● Problem statement
Retype all of the data exactly as given.

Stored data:
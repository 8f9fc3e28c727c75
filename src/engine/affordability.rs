// ============================================================================
// Affordability Calculation
// Maximum monthly payment supportable by a household's income and debt
// ============================================================================

use rust_decimal::Decimal;

use crate::domain::{DtiRatio, Money};
use crate::numeric::{MortgageError, MortgageResult};

/// Computes the maximum affordable monthly mortgage payment:
/// `income * dti - debt`, rounded to cents.
///
/// Each parameter is validated independently before any arithmetic runs.
///
/// # Errors
/// - `InvalidInput` naming the offending field when validation fails
/// - `Unaffordable` when existing debt already consumes the allowed income
///   share (`income * dti - debt <= 0`). A silent zero is deliberately not
///   returned here: downstream it is indistinguishable from a valid
///   zero-payment loan.
///
/// # Example
/// ```
/// use mortgage_engine::prelude::*;
///
/// let payment = maximum_affordable_payment(10_000.0, 500.0, 0.36).unwrap();
/// assert_eq!(payment, Money::try_new(3_100.0).unwrap());
/// ```
pub fn maximum_affordable_payment(
    monthly_income: f64,
    monthly_debt: f64,
    dti: f64,
) -> MortgageResult<Money> {
    let income = Money::try_new(monthly_income)
        .map_err(|violation| MortgageError::invalid_input("monthly_income", violation))?;
    let debt = Money::try_new(monthly_debt)
        .map_err(|violation| MortgageError::invalid_input("monthly_debt", violation))?;
    let dti = DtiRatio::try_new(dti)
        .map_err(|violation| MortgageError::invalid_input("dti", violation))?;

    affordable_payment(income, debt, dti)
}

/// Typed variant of [`maximum_affordable_payment`] for callers that already
/// hold validated values.
pub fn affordable_payment(income: Money, debt: Money, dti: DtiRatio) -> MortgageResult<Money> {
    let obligation = income.amount() * dti.ratio() - debt.amount();
    if obligation <= Decimal::ZERO {
        return Err(MortgageError::Unaffordable);
    }
    Ok(Money::from_computed(obligation))
}
// ============================================================================
// Mortgage Engine Benchmarks
// ============================================================================
//
// Benchmark Categories:
// 1. Single Calculations - Each of the three formulas in isolation
// 2. Full Prequalification - Validation plus the composed flow
// ============================================================================

use criterion::{black_box, criterion_group, criterion_main, BenchmarkId, Criterion};
use mortgage_engine::prelude::*;

// ============================================================================
// Single Calculation Benchmarks
// ============================================================================

fn benchmark_single_calculations(c: &mut Criterion) {
    let mut group = c.benchmark_group("single_calculations");

    group.bench_function("maximum_affordable_payment", |b| {
        b.iter(|| {
            black_box(maximum_affordable_payment(
                black_box(10_000.0),
                black_box(500.0),
                black_box(0.36),
            ))
        })
    });

    group.bench_function("maximum_loan_amount", |b| {
        b.iter(|| {
            black_box(maximum_loan_amount(
                black_box(3_100.0),
                black_box(4.5),
                black_box(10),
            ))
        })
    });

    group.bench_function("monthly_mortgage_payment", |b| {
        b.iter(|| {
            black_box(monthly_mortgage_payment(
                black_box(299_116.90),
                black_box(4.5),
                black_box(10),
            ))
        })
    });

    group.finish();
}

// ============================================================================
// Full Prequalification Benchmarks
// The exponentiation cost scales with the term, so sweep the term range
// ============================================================================

fn benchmark_prequalification(c: &mut Criterion) {
    let mut group = c.benchmark_group("prequalification");

    for term_years in [1u32, 10, 30] {
        let request = PrequalificationRequest {
            monthly_income: 10_000.0,
            monthly_debt: 500.0,
            interest: 4.5,
            loan_term: term_years,
            dti: None,
        };

        group.bench_with_input(
            BenchmarkId::new("prequalify", term_years),
            &request,
            |b, request| b.iter(|| black_box(prequalify(black_box(request)))),
        );
    }

    group.finish();
}

criterion_group!(
    benches,
    benchmark_single_calculations,
    benchmark_prequalification
);
criterion_main!(benches);
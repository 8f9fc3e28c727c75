// ============================================================================
// Annuity Calculations
// Present value and level payment of an ordinary annuity
// ============================================================================

use rust_decimal::{Decimal, MathematicalOps};

use crate::domain::{InterestRate, LoanTerm, Money};
use crate::numeric::{MortgageError, MortgageResult};

/// `(1 + i)^n` for a monthly rate `i` and a term of `n` months.
///
/// With `i <= 100% / 12` and `n <= 360` the result stays below 4e12, far
/// inside `Decimal`'s range, so the exponentiation cannot overflow once the
/// inputs have passed validation.
fn compound_growth(monthly_rate: Decimal, months: i64) -> Decimal {
    (Decimal::ONE + monthly_rate).powi(months)
}

/// Computes the maximum loan principal supportable by a monthly payment:
/// `principal = payment * ((1 + i)^n - 1) / (i * (1 + i)^n)`
/// with `i = rate / 100 / 12` and `n = years * 12`.
///
/// A payment of zero is valid and yields a principal of zero. A zero rate is
/// rejected by validation; the formula is singular there.
///
/// # Errors
/// `InvalidInput` naming the offending field when validation fails.
///
/// # Example
/// ```
/// use mortgage_engine::prelude::*;
///
/// let principal = maximum_loan_amount(3_100.0, 4.5, 10).unwrap();
/// assert_eq!(principal, Money::try_new(299_116.90).unwrap());
/// ```
pub fn maximum_loan_amount(
    monthly_payment: f64,
    interest_rate: f64,
    loan_term: u32,
) -> MortgageResult<Money> {
    let payment = Money::try_new(monthly_payment)
        .map_err(|violation| MortgageError::invalid_input("monthly_payment", violation))?;
    let rate = InterestRate::try_new(interest_rate)
        .map_err(|violation| MortgageError::invalid_input("interest", violation))?;
    let term = LoanTerm::try_new(loan_term)
        .map_err(|violation| MortgageError::invalid_input("loan_term", violation))?;

    Ok(loan_principal(payment, rate, term))
}

/// Computes the level monthly payment that amortizes a principal:
/// `payment = principal * i * (1 + i)^n / ((1 + i)^n - 1)`.
///
/// Algebraic inverse of [`maximum_loan_amount`]: feeding a principal produced
/// there back in reproduces the original payment within one cent.
///
/// # Errors
/// `InvalidInput` naming the offending field when validation fails.
pub fn monthly_mortgage_payment(
    principal_loan: f64,
    interest_rate: f64,
    loan_term: u32,
) -> MortgageResult<Money> {
    let principal = Money::try_new(principal_loan)
        .map_err(|violation| MortgageError::invalid_input("principal_loan", violation))?;
    let rate = InterestRate::try_new(interest_rate)
        .map_err(|violation| MortgageError::invalid_input("interest", violation))?;
    let term = LoanTerm::try_new(loan_term)
        .map_err(|violation| MortgageError::invalid_input("loan_term", violation))?;

    Ok(amortized_payment(principal, rate, term))
}

/// Typed variant of [`maximum_loan_amount`]. Infallible: a validated rate is
/// strictly positive, so the denominator cannot be zero.
pub fn loan_principal(payment: Money, rate: InterestRate, term: LoanTerm) -> Money {
    let i = rate.monthly_rate();
    let growth = compound_growth(i, term.months());
    Money::from_computed(payment.amount() * (growth - Decimal::ONE) / (i * growth))
}

/// Typed variant of [`monthly_mortgage_payment`].
pub fn amortized_payment(principal: Money, rate: InterestRate, term: LoanTerm) -> Money {
    let i = rate.monthly_rate();
    let growth = compound_growth(i, term.months());
    Money::from_computed(principal.amount() * i * growth / (growth - Decimal::ONE))
}
// ============================================================================
// Numeric Module
// Numeric policy for the mortgage calculations
// ============================================================================
//
// This module provides:
// - MortgageError / ConstraintViolation: validation and affordability errors
// - round_money: the single 2-decimal-place rounding policy
//
// Design principles:
// - All arithmetic runs on rust_decimal::Decimal, never on floats
// - Every error is detected at the validation boundary, before computation
// - One rounding strategy (half away from zero) for every result

mod errors;
mod rounding;

pub use errors::{ConstraintViolation, MortgageError, MortgageResult};
pub use rounding::MONEY_SCALE;

pub(crate) use rounding::round_money;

● Answer box
repository 8f9fc3e28c727c75
filename src/engine/affordability.rs
// ============================================================================
// Affordability Calculation
// Maximum monthly payment supportable by a household's income and debt
// ============================================================================

use rust_decimal::Decimal;

use crate::domain::{DtiRatio, Money};
use crate::numeric::{MortgageError, MortgageResult};

/// Computes the maximum affordable monthly mortgage payment:
/// `income * dti - debt`, rounded to cents.
///
/// Each parameter is validated independently before any arithmetic runs.
///
/// # Errors
/// - `InvalidInput` naming the offending field when validation fails
/// - `Unaffordable` when existing debt already consumes the allowed income
///   share (`income * dti - debt <= 0`). A silent zero is deliberately not
///   returned here: downstream it is indistinguishable from a valid
///   zero-payment loan.
///
/// # Example
/// ```
/// use mortgage_engine::prelude::*;
///
/// let payment = maximum_affordable_payment(10_000.0, 500.0, 0.36).unwrap();
/// assert_eq!(payment, Money::try_new(3_100.0).unwrap());
/// ```
pub fn maximum_affordable_payment(
    monthly_income: f64,
    monthly_debt: f64,
    dti: f64,
) -> MortgageResult<Money> {
    let income = Money::try_new(monthly_income)
        .map_err(|violation| MortgageError::invalid_input("monthly_income", violation))?;
    let debt = Money::try_new(monthly_debt)
        .map_err(|violation| MortgageError::invalid_input("monthly_debt", violation))?;
    let dti = DtiRatio::try_new(dti)
        .map_err(|violation| MortgageError::invalid_input("dti", violation))?;

    affordable_payment(income, debt, dti)
}

/// Typed variant of [`maximum_affordable_payment`] for callers that already
/// hold validated values.
pub fn affordable_payment(income: Money, debt: Money, dti: DtiRatio) -> MortgageResult<Money> {
    let obligation = income.amount() * dti.ratio() - debt.amount();
    if obligation <= Decimal::ZERO {
        return Err(MortgageError::Unaffordable);
    }
    Ok(Money::from_computed(obligation))
}
// ============================================================================
// Mortgage Engine Benchmarks
// ============================================================================
//
// Benchmark Categories:
// 1. Single Calculations - Each of the three formulas in isolation
// 2. Full Prequalification - Validation plus the composed flow
// ============================================================================

use criterion::{black_box, criterion_group, criterion_main, BenchmarkId, Criterion};
use mortgage_engine::prelude::*;

// ============================================================================
// Single Calculation Benchmarks
// ============================================================================

fn benchmark_single_calculations(c: &mut Criterion) {
    let mut group = c.benchmark_group("single_calculations");

    group.bench_function("maximum_affordable_payment", |b| {
        b.iter(|| {
            black_box(maximum_affordable_payment(
                black_box(10_000.0),
                black_box(500.0),
                black_box(0.36),
            ))
        })
    });

    group.bench_function("maximum_loan_amount", |b| {
        b.iter(|| {
            black_box(maximum_loan_amount(
                black_box(3_100.0),
                black_box(4.5),
                black_box(10),
            ))
        })
    });

    group.bench_function("monthly_mortgage_payment", |b| {
        b.iter(|| {
            black_box(monthly_mortgage_payment(
                black_box(299_116.90),
                black_box(4.5),
                black_box(10),
            ))
        })
    });

    group.finish();
}

// ============================================================================
// Full Prequalification Benchmarks
// The exponentiation cost scales with the term, so sweep the term range
// ============================================================================

fn benchmark_prequalification(c: &mut Criterion) {
    let mut group = c.benchmark_group("prequalification");

    for term_years in [1u32, 10, 30] {
        let request = PrequalificationRequest {
            monthly_income: 10_000.0,
            monthly_debt: 500.0,
            interest: 4.5,
            loan_term: term_years,
            dti: None,
        };

        group.bench_with_input(
            BenchmarkId::new("prequalify", term_years),
            &request,
            |b, request| b.iter(|| black_box(prequalify(black_box(request)))),
        );
    }

    group.finish();
}

criterion_group!(
    benches,
    benchmark_single_calculations,
    benchmark_prequalification
);
criterion_main!(benches);
repository 8f9fc3e28c727c75
// ============================================================================
// Annuity Calculations
// Present value and level payment of an ordinary annuity
// ============================================================================

use rust_decimal::{Decimal, MathematicalOps};

use crate::domain::{InterestRate, LoanTerm, Money};
use crate::numeric::{MortgageError, MortgageResult};

/// `(1 + i)^n` for a monthly rate `i` and a term of `n` months.
///
/// With `i <= 100% / 12` and `n <= 360` the result stays below 4e12, far
/// inside `Decimal`'s range, so the exponentiation cannot overflow once the
/// inputs have passed validation.
fn compound_growth(monthly_rate: Decimal, months: i64) -> Decimal {
    (Decimal::ONE + monthly_rate).powi(months)
}

/// Computes the maximum loan principal supportable by a monthly payment:
/// `principal = payment * ((1 + i)^n - 1) / (i * (1 + i)^n)`
/// with `i = rate / 100 / 12` and `n = years * 12`.
///
/// A payment of zero is valid and yields a principal of zero. A zero rate is
/// rejected by validation; the formula is singular there.
///
/// # Errors
/// `InvalidInput` naming the offending field when validation fails.
///
/// # Example
/// ```
/// use mortgage_engine::prelude::*;
///
/// let principal = maximum_loan_amount(3_100.0, 4.5, 10).unwrap();
/// assert_eq!(principal, Money::try_new(299_116.90).unwrap());
/// ```
pub fn maximum_loan_amount(
    monthly_payment: f64,
    interest_rate: f64,
    loan_term: u32,
) -> MortgageResult<Money> {
    let payment = Money::try_new(monthly_payment)
        .map_err(|violation| MortgageError::invalid_input("monthly_payment", violation))?;
    let rate = InterestRate::try_new(interest_rate)
        .map_err(|violation| MortgageError::invalid_input("interest", violation))?;
    let term = LoanTerm::try_new(loan_term)
        .map_err(|violation| MortgageError::invalid_input("loan_term", violation))?;

    Ok(loan_principal(payment, rate, term))
}

/// Computes the level monthly payment that amortizes a principal:
/// `payment = principal * i * (1 + i)^n / ((1 + i)^n - 1)`.
///
/// Algebraic inverse of [`maximum_loan_amount`]: feeding a principal produced
/// there back in reproduces the original payment within one cent.
///
/// # Errors
/// `InvalidInput` naming the offending field when validation fails.
pub fn monthly_mortgage_payment(
    principal_loan: f64,
    interest_rate: f64,
    loan_term: u32,
) -> MortgageResult<Money> {
    let principal = Money::try_new(principal_loan)
        .map_err(|violation| MortgageError::invalid_input("principal_loan", violation))?;
    let rate = InterestRate::try_new(interest_rate)
        .map_err(|violation| MortgageError::invalid_input("interest", violation))?;
    let term = LoanTerm::try_new(loan_term)
        .map_err(|violation| MortgageError::invalid_input("loan_term", violation))?;

    Ok(amortized_payment(principal, rate, term))
}

/// Typed variant of [`maximum_loan_amount`]. Infallible: a validated rate is
/// strictly positive, so the denominator cannot be zero.
pub fn loan_principal(payment: Money, rate: InterestRate, term: LoanTerm) -> Money {
    let i = rate.monthly_rate();
    let growth = compound_growth(i, term.months());
    Money::from_computed(payment.amount() * (growth - Decimal::ONE) / (i * growth))
}

/// Typed variant of [`monthly_mortgage_payment`].
pub fn amortized_payment(principal: Money, rate: InterestRate, term: LoanTerm) -> Money {
    let i = rate.monthly_rate();
    let growth = compound_growth(i, term.months());
    Money::from_computed(principal.amount() * i * growth / (growth - Decimal::ONE))
}
// ============================================================================
// Numeric Module
// Numeric policy for the mortgage calculations
// ============================================================================
//
// This module provides:
// - MortgageError / ConstraintViolation: validation and affordability errors
// - round_money: the single 2-decimal-place rounding policy
//
// Design principles:
// - All arithmetic runs on rust_decimal::Decimal, never on floats
// - Every error is detected at the validation boundary, before computation
// - One rounding strategy (half away from zero) for every result

mod errors;
mod rounding;

pub use errors::{ConstraintViolation, MortgageError, MortgageResult};
pub use rounding::MONEY_SCALE;

pub(crate) use rounding::round_money;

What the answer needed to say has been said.